Privacy. It’s what they hoped for at that awful time, and are now fighting in the courts to maintain. A suit to keep videos, tape recordings, and transcripts of interviews from being made public. Not because they contain state secrets, but because of the privacy all of us deserve, and which is so fragile.
I don’t know that we’ll be able to get the privacy we deserve. We are waiting with taut nerves for the courts to decide. I do know that we’re not alone. We feel deep compassion for Vanessa Bryant and all families that have had to endure the anguish of a leaked or legal public release of the most intimate, raw details surrounding a death. The raw details are used only to feed a craven gossip economy, and as we cannot count on basic human decency, we need laws that will compel that restraint.
Ashley Judd: The Right to Keep Private Pain Private, New York Times, September 2, 2022
The lady writes exceedingly well. When my son took his own life, those of us who loved him and were left behind to wander stunned and adrift.
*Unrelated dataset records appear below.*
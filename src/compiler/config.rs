use std::fmt;

use crate::compiler::rule::{RegexRule, Replacement};

/// A hook that may rewrite a template arbitrarily.
pub type Hook = Box<dyn Fn(&mut String)>;

/// Everything a session needs to know besides the entries themselves.
///
/// ```
/// use warbler::compiler::{config::Config, rule::{toggle_rule, Delimiters}};
///
/// let config = Config::new()
///     .recognize("player")
///     .replace("...", "…")
///     .regex(toggle_rule(&Delimiters::new('[', ']'), "friend").unwrap());
/// ```
#[derive(Default)]
pub struct Config {
    /// Macros defined outside of any compiled entry, e.g. by the runtime.
    pub recognized: Vec<String>,
    pub pre_hook: Option<Hook>,
    pub post_hook: Option<Hook>,
    pub replacements: Vec<Replacement>,
    pub rules: Vec<RegexRule>,
}

impl Config {
    pub fn new() -> Config {
        Default::default()
    }

    /// Pre-declares a macro name, so references to it always resolve.
    pub fn recognize(mut self, name: &str) -> Self {
        self.recognized.push(name.to_string());
        self
    }

    pub fn replace(mut self, from: &str, to: &str) -> Self {
        self.replacements.push(Replacement::new(from, to));
        self
    }

    pub fn regex(mut self, rule: RegexRule) -> Self {
        self.rules.push(rule);
        self
    }

    /// Runs before any replacement.
    pub fn pre_hook(mut self, hook: impl Fn(&mut String) + 'static) -> Self {
        self.pre_hook = Some(Box::new(hook));
        self
    }

    /// Runs after every regex rule.
    pub fn post_hook(mut self, hook: impl Fn(&mut String) + 'static) -> Self {
        self.post_hook = Some(Box::new(hook));
        self
    }
}

impl fmt::Debug for Config {
    fn fmt(&self, f: &mut fmt::Formatter<'_>) -> fmt::Result {
        f.debug_struct("Config")
            .field("recognized", &self.recognized)
            .field("pre_hook", &self.pre_hook.is_some())
            .field("post_hook", &self.post_hook.is_some())
            .field("replacements", &self.replacements)
            .field("rules", &self.rules)
            .finish()
    }
}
It was a hard time indeed, but we were spared the public scrutiny that the Judd family is still going through, because we were not celebrities. The Judd family has all my sympathy and I hope their suit is successful. The public does not always, and in every case, have “the right to know.”
[This morning I’m feeling quite self-righteous re: the Judd story, but honesty requires admission that there have been times in the past that I have been a part of that “craven gossip economy.” Mea culpa, mea maxima culpa.]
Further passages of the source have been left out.